After what happened over the summer I had a little anxiety about trying the dress on. On top of that, It was made a few thousand miles away and there's been all this anticipation and now it's here. Also, I'm only a few weeks recovered from hip surgery. So, there was a lot going on in my head. I think that's normal though, most important dress you'll ever wear and all that. I wasn't standing on a pedestal with sales people and strangers gawking. I got to be in my very own (very messy) bedroom when I saw it for the first time. So, cool.
I hopped into it with Mike's help, but balancing was tricky. I had to hold on to the walker without setting the tips down on my ivory laced hem. I managed all that just fine, but Mike had trouble getting it zipped. Suddenly, my great fear of it falling to the floor when I put it on because I lost too much weight didn't seem like the worst thing ever. I got more and more worried as I stood holding my top. I could hear all those brides from Say Yes to the Dress screaming "It's not zipping?!? You CAN't zip it? This isn't funny!" It turned out to be an overreaction (aren't they all) because there's a tricky angle in the zipper. Mike was attempting to get the zip over that spot without damaging the delicate fabric. He prevailed.

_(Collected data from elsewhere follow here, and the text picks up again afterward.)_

#[cfg(test)]
mod tests {
    use super::*;
    use crate::db::test_utils::test_db;
    use serde_json::json;

    fn draft(kind: InsightType, title: &str) -> InsightDraft {
        InsightDraft {
            kind,
            severity: Severity::Medium,
            title: title.to_string(),
            description: "6 customers mentioned issues with 'delivery'".to_string(),
            recommendation: "Review logistics processes.".to_string(),
            metrics: json!({"occurrences": 6, "percentage": 30.0}),
            related_topics: vec!["delivery".to_string()],
            product_name: None,
            sample_feedbacks: Vec::new(),
        }
    }

    fn active_count(db: &FeedbackDb) -> usize {
        db.list_insights(&InsightFilter {
            is_active: Some(true),
            ..Default::default()
        })
        .unwrap()
        .len()
    }

    #[test]
    fn upsert_creates_then_updates_within_24h() {
        let db = test_db();
        let d = draft(InsightType::RecurringComplaint, "Recurring Complaint: Delivery");

        let first = db.upsert_insight(Some("t1"), &d).unwrap();
        assert!(matches!(first, UpsertOutcome::Created(_)));

        let mut d2 = d.clone();
        d2.severity = Severity::High;
        d2.description = "9 customers mentioned issues with 'delivery'".to_string();
        let second = db.upsert_insight(Some("t1"), &d2).unwrap();
        assert!(matches!(second, UpsertOutcome::Updated(_)));
        assert_eq!(first.id(), second.id());

        assert_eq!(active_count(&db), 1, "dedup must not duplicate");
        let stored = db.get_insight(first.id()).unwrap().unwrap();
        assert_eq!(stored.severity, Severity::High);
        assert!(stored.description.starts_with("9 customers"));
    }

    #[test]
    fn upsert_creates_new_row_when_match_is_older_than_24h() {
        let db = test_db();
        let d = draft(InsightType::RecurringComplaint, "Recurring Complaint: Delivery");
        let first = db.upsert_insight(Some("t1"), &d).unwrap();

        // Backdate the first row past the dedup window
        let two_days_ago = ts(Utc::now() - Duration::days(2));
        db.conn_ref()
            .execute(
                "UPDATE insights SET created_at = ?1 WHERE id = ?2",
                params![two_days_ago, first.id()],
            )
            .unwrap();

        let second = db.upsert_insight(Some("t1"), &d).unwrap();
        assert!(matches!(second, UpsertOutcome::Created(_)));
        assert_eq!(active_count(&db), 2);
    }

    #[test]
    fn dedup_key_separates_scopes_and_types() {
        let db = test_db();
        let d = draft(InsightType::RecurringComplaint, "Recurring Complaint: Delivery");

        db.upsert_insight(Some("t1"), &d).unwrap();
        db.upsert_insight(Some("t2"), &d).unwrap();
        db.upsert_insight(None, &d).unwrap();

        let mut praise = d.clone();
        praise.kind = InsightType::RecurringPraise;
        db.upsert_insight(Some("t1"), &praise).unwrap();

        assert_eq!(active_count(&db), 4);

        // Global dedup still collapses on repeat
        let again = db.upsert_insight(None, &d).unwrap();
        assert!(matches!(again, UpsertOutcome::Updated(_)));
        assert_eq!(active_count(&db), 4);
    }

    #[test]
    fn overwrite_preserves_resolution_fields() {
        let db = test_db();
        let d = draft(InsightType::ProductIssue, "Product Alert: Widget A");
        let outcome = db.upsert_insight(Some("t1"), &d).unwrap();

        db.resolve_insight(outcome.id(), Some("Shipped a hotfix"))
            .unwrap();

        // Regeneration within 24h overwrites content but not resolution
        let mut d2 = d.clone();
        d2.severity = Severity::High;
        db.upsert_insight(Some("t1"), &d2).unwrap();

        let stored = db.get_insight(outcome.id()).unwrap().unwrap();
        assert!(stored.is_resolved);
        assert!(stored.resolved_at.is_some());
        assert_eq!(stored.resolved_notes.as_deref(), Some("Shipped a hotfix"));
        assert_eq!(stored.severity, Severity::High, "content still overwritten");
    }

    #[test]
    fn resolve_then_reactivate() {
        let db = test_db();
        let d = draft(InsightType::UrgentAction, "4 Urgent Issues in Past Week");
        let outcome = db.upsert_insight(None, &d).unwrap();

        db.resolve_insight(outcome.id(), None).unwrap();
        let resolved = db.get_insight(outcome.id()).unwrap().unwrap();
        assert!(resolved.is_resolved);

        db.reactivate_insight(outcome.id()).unwrap();
        let reopened = db.get_insight(outcome.id()).unwrap().unwrap();
        assert!(!reopened.is_resolved);
        assert!(reopened.resolved_at.is_none());
        assert!(reopened.is_active);
    }

    #[test]
    fn resolve_unknown_id_errors() {
        let db = test_db();
        let err = db.resolve_insight("ins-missing", None).unwrap_err();
        assert!(matches!(err, DbError::InsightNotFound(_)));
    }

    #[test]
    fn retention_sweep_deactivates_old_resolved_only() {
        let db = test_db();

        let stale = db
            .upsert_insight(None, &draft(InsightType::RecurringComplaint, "Old"))
            .unwrap();
        db.resolve_insight(stale.id(), None).unwrap();
        db.conn_ref()
            .execute(
                "UPDATE insights SET resolved_at = ?1 WHERE id = ?2",
                params![ts(Utc::now() - Duration::days(40)), stale.id()],
            )
            .unwrap();

        let fresh = db
            .upsert_insight(None, &draft(InsightType::RecurringComplaint, "Fresh"))
            .unwrap();
        db.resolve_insight(fresh.id(), None).unwrap();

        let open = db
            .upsert_insight(None, &draft(InsightType::RecurringComplaint, "Open"))
            .unwrap();

        let swept = db.deactivate_resolved_insights(30).unwrap();
        assert_eq!(swept, 1);

        assert!(!db.get_insight(stale.id()).unwrap().unwrap().is_active);
        assert!(db.get_insight(fresh.id()).unwrap().unwrap().is_active);
        assert!(db.get_insight(open.id()).unwrap().unwrap().is_active);

        // Sweep deactivates, never deletes
        assert!(db.get_insight(stale.id()).unwrap().is_some());
    }

    #[test]
    fn list_filters_and_orders_by_severity() {
        let db = test_db();

        let mut low = draft(InsightType::RecurringPraise, "Strength: Service");
        low.severity = Severity::Low;
        db.upsert_insight(Some("t1"), &low).unwrap();

        let mut critical = draft(InsightType::UrgentAction, "3 Urgent Issues in Past Week");
        critical.severity = Severity::Critical;
        db.upsert_insight(Some("t1"), &critical).unwrap();

        let mut high = draft(InsightType::ProductIssue, "Product Alert: Widget A");
        high.severity = Severity::High;
        db.upsert_insight(Some("t2"), &high).unwrap();

        let all = db.list_insights(&InsightFilter::default()).unwrap();
        assert_eq!(all.len(), 3);
        assert_eq!(all[0].severity, Severity::Critical);
        assert_eq!(all[1].severity, Severity::High);
        assert_eq!(all[2].severity, Severity::Low);

        let t1_only = db
            .list_insights(&InsightFilter {
                scope: Some(Some("t1".to_string())),
                ..Default::default()
            })
            .unwrap();
        assert_eq!(t1_only.len(), 2);

        let urgent_only = db
            .list_insights(&InsightFilter {
                kind: Some(InsightType::UrgentAction),
                ..Default::default()
            })
            .unwrap();
        assert_eq!(urgent_only.len(), 1);

        let limited = db
            .list_insights(&InsightFilter {
                limit: Some(1),
                ..Default::default()
            })
            .unwrap();
        assert_eq!(limited.len(), 1);
        assert_eq!(limited[0].severity, Severity::Critical);
    }

    #[test]
    fn metrics_and_samples_round_trip() {
        let db = test_db();
        let mut d = draft(InsightType::CriticalFeedback, "Critical Priority Issues Detected");
        d.metrics = json!({"count": 2, "urgency_level": "critical", "avg_rating": 1.0});
        d.sample_feedbacks = vec![crate::types::SampleFeedback {
            id: "f1".to_string(),
            text: "Совершенно недопустимо".to_string(),
            rating: Some(1),
            product: Some("Widget A".to_string()),
            topics: Some(vec!["quality".to_string()]),
            processed_at: Some(Utc::now()),
        }];

        let outcome = db.upsert_insight(Some("t1"), &d).unwrap();
        let stored = db.get_insight(outcome.id()).unwrap().unwrap();
        assert_eq!(stored.metrics["urgency_level"], "critical");
        assert_eq!(stored.sample_feedbacks.len(), 1);
        assert_eq!(stored.sample_feedbacks[0].rating, Some(1));
        assert_eq!(
            stored.sample_feedbacks[0].product.as_deref(),
            Some("Widget A")
        );
    }
}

It fit like a dream. I was barefoot so the hem lace was on the ground, but it'll be just right with shoes. It was light enough to hop around in it so dancing will be a breeze. Pictures just don't do it justice. I'm so happy. That's what a girl in a wedding dress that fits looks like, happy. There are things to discuss with my bridesmaids like what kind of undergarment will work best. The lady at the boutique told me I'd need to have cups sewn in, but I'm not sure. I have or have picked out everything I'm wearing expect earrings. They'll be my something borrowed from my bridesmaid who's been married the longest. It was a good first fitting. I really love my dress.